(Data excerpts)
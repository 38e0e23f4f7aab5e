//! Multipart upload scans against a local HTTP stub.

mod common;

use blobscan::core::result::{
    DETAIL_FILE_SIZE, DETAIL_MALWARE_COUNT, DETAIL_ORIGINAL_FILENAME, DETAIL_RAW_RESULTS,
};
use blobscan::transport::MockConnector;
use blobscan::{ScanError, ScannerConfig, ScannerSession};
use serde_json::json;
use std::io::Write;
use std::net::SocketAddr;

async fn session_for(addr: SocketAddr) -> ScannerSession {
    let config = ScannerConfig::new("us-1", "test-key")
        .with_upload_endpoint(format!("http://{addr}/ias/v1/scan"));
    let mut session = ScannerSession::new(config)
        .unwrap()
        .with_connector(MockConnector::new_clean());
    session.connect().await.unwrap();
    session
}

fn temp_file(contents: &[u8]) -> tempfile::NamedTempFile {
    let mut file = tempfile::NamedTempFile::new().unwrap();
    file.write_all(contents).unwrap();
    file
}

#[tokio::test]
async fn test_clean_upload() {
    let (addr, request) = common::serve_once(200, r#"{"result":{"atse":{"malwareCount":0}}}"#).await;
    let file = temp_file(b"hello");
    let mut session = session_for(addr).await;

    let result = session.upload_file(file.path(), Some("clean.txt")).await.unwrap();

    assert!(result.is_clean());
    assert!(result.error().is_none());
    assert_eq!(result.details()[DETAIL_ORIGINAL_FILENAME], json!("clean.txt"));
    assert_eq!(result.details()[DETAIL_MALWARE_COUNT], json!(0));
    assert_eq!(result.details()[DETAIL_RAW_RESULTS]["fileName"], json!("clean.txt"));

    let request = request.await.unwrap();
    assert!(request.request_line().starts_with("POST /ias/v1/scan"));
    assert_eq!(request.header("x-api-key"), Some("test-key"));
    assert!(request
        .header("content-type")
        .unwrap()
        .starts_with("multipart/form-data"));
    let body = request.body_text();
    assert!(body.contains(r#"name="file""#));
    assert!(body.contains(r#"filename="clean.txt""#));
    assert!(body.contains("hello"));

    session.close().await;
}

#[tokio::test]
async fn test_upload_uses_base_name_by_default() {
    let (addr, request) = common::serve_once(200, r#"{"result":{"atse":{"malwareCount":0}}}"#).await;
    let file = temp_file(b"data");
    let base = file.path().file_name().unwrap().to_string_lossy().into_owned();
    let mut session = session_for(addr).await;

    let result = session.upload_file(file.path(), None).await.unwrap();

    assert!(result.is_clean());
    assert_eq!(result.details()[DETAIL_ORIGINAL_FILENAME], json!(base));
    assert!(request
        .await
        .unwrap()
        .body_text()
        .contains(&format!(r#"filename="{base}""#)));

    session.close().await;
}

#[tokio::test]
async fn test_large_upload_is_sent_whole() {
    let (addr, request) = common::serve_once(200, r#"{"result":{"atse":{"malwareCount":0}}}"#).await;
    let mut payload = vec![b'a'; 4 * 1024 * 1024];
    payload.extend_from_slice(b"TAIL-MARKER");
    let file = temp_file(&payload);
    let mut session = session_for(addr).await;

    let result = session.upload_file(file.path(), Some("big.bin")).await.unwrap();

    assert!(result.is_clean());
    assert_eq!(result.details()[DETAIL_FILE_SIZE], json!(payload.len()));

    let request = request.await.unwrap();
    let length: usize = request.header("content-length").unwrap().parse().unwrap();
    assert_eq!(length, request.body.len());
    assert!(request.body.len() > payload.len());
    assert!(request.body_text().contains("TAIL-MARKER"));

    session.close().await;
}

#[tokio::test]
async fn test_upload_infected() {
    let (addr, _request) = common::serve_once(200, r#"{"result":{"atse":{"malwareCount":2}}}"#).await;
    let file = temp_file(b"X5O!P%@AP");
    let mut session = session_for(addr).await;

    let result = session.upload_file(file.path(), Some("eicar.com")).await.unwrap();

    assert!(!result.is_clean());
    assert!(result.error().is_none());
    assert_eq!(result.malware_count(), Some(2));

    session.close().await;
}

#[tokio::test]
async fn test_upload_http_error_status() {
    let (addr, _request) = common::serve_once(403, r#"{"message":"Forbidden"}"#).await;
    let file = temp_file(b"hello");
    let mut session = session_for(addr).await;

    let result = session.upload_file(file.path(), None).await.unwrap();

    assert!(!result.is_clean());
    let error = result.error().unwrap();
    assert!(error.contains("403"), "{error}");
    assert!(error.contains("Forbidden"), "{error}");
    assert!(result.details().is_empty());

    session.close().await;
}

#[tokio::test]
async fn test_upload_missing_count_is_not_clean() {
    let (addr, _request) = common::serve_once(200, r#"{"result":{}}"#).await;
    let file = temp_file(b"hello");
    let mut session = session_for(addr).await;

    let result = session.upload_file(file.path(), None).await.unwrap();

    assert!(!result.is_clean());
    assert!(result.error().is_none());
    assert_eq!(result.malware_count(), Some(1));

    session.close().await;
}

#[tokio::test]
async fn test_upload_invalid_json() {
    let (addr, _request) = common::serve_once(200, "definitely not json").await;
    let file = temp_file(b"hello");
    let mut session = session_for(addr).await;

    let result = session.upload_file(file.path(), None).await.unwrap();

    assert!(!result.is_clean());
    assert!(result
        .error()
        .unwrap()
        .starts_with("Failed to parse scan results"));

    session.close().await;
}

#[tokio::test]
async fn test_upload_non_object_response_is_rejected() {
    let (addr, _request) = common::serve_once(200, "[1, 2, 3]").await;
    let file = temp_file(b"hello");
    let mut session = session_for(addr).await;

    let result = session.upload_file(file.path(), None).await.unwrap();

    assert!(!result.is_clean());
    assert!(result.error().is_some());

    session.close().await;
}

#[tokio::test]
async fn test_upload_connection_refused() {
    let addr = common::refused_addr().await;
    let file = temp_file(b"hello");
    let mut session = session_for(addr).await;

    let result = session.upload_file(file.path(), None).await.unwrap();

    assert!(!result.is_clean());
    assert!(result.error().is_some());
    assert!(result.details().is_empty());

    session.close().await;
}

#[tokio::test]
async fn test_upload_missing_file() {
    let addr = common::refused_addr().await;
    let mut session = session_for(addr).await;

    let result = session
        .upload_file("/no/such/dir/report.pdf", None)
        .await
        .unwrap();

    assert!(!result.is_clean());
    assert_eq!(result.error(), Some("File not found: /no/such/dir/report.pdf"));

    session.close().await;
}

#[tokio::test]
async fn test_upload_requires_open_session() {
    let config = ScannerConfig::new("us-1", "test-key");
    let session = ScannerSession::new(config).unwrap();

    let err = session.upload_file("/tmp/a.txt", None).await.unwrap_err();
    assert!(matches!(err, ScanError::NotConnected));
}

=== What is needed ===
All that is needed is the opening run of the data, given again exactly: please include every line from the first through the line with "async fn test_clean_upload()", both ends kept.

=== Solution ===
repository 38e0e23f4f7aab5e
//! Multipart upload scans against a local HTTP stub.

mod common;

use blobscan::core::result::{
    DETAIL_FILE_SIZE, DETAIL_MALWARE_COUNT, DETAIL_ORIGINAL_FILENAME, DETAIL_RAW_RESULTS,
};
use blobscan::transport::MockConnector;
use blobscan::{ScanError, ScannerConfig, ScannerSession};
use serde_json::json;
use std::io::Write;
use std::net::SocketAddr;

async fn session_for(addr: SocketAddr) -> ScannerSession {
    let config = ScannerConfig::new("us-1", "test-key")
        .with_upload_endpoint(format!("http://{addr}/ias/v1/scan"));
    let mut session = ScannerSession::new(config)
        .unwrap()
        .with_connector(MockConnector::new_clean());
    session.connect().await.unwrap();
    session
}

fn temp_file(contents: &[u8]) -> tempfile::NamedTempFile {
    let mut file = tempfile::NamedTempFile::new().unwrap();
    file.write_all(contents).unwrap();
    file
}

#[tokio::test]
async fn test_clean_upload() {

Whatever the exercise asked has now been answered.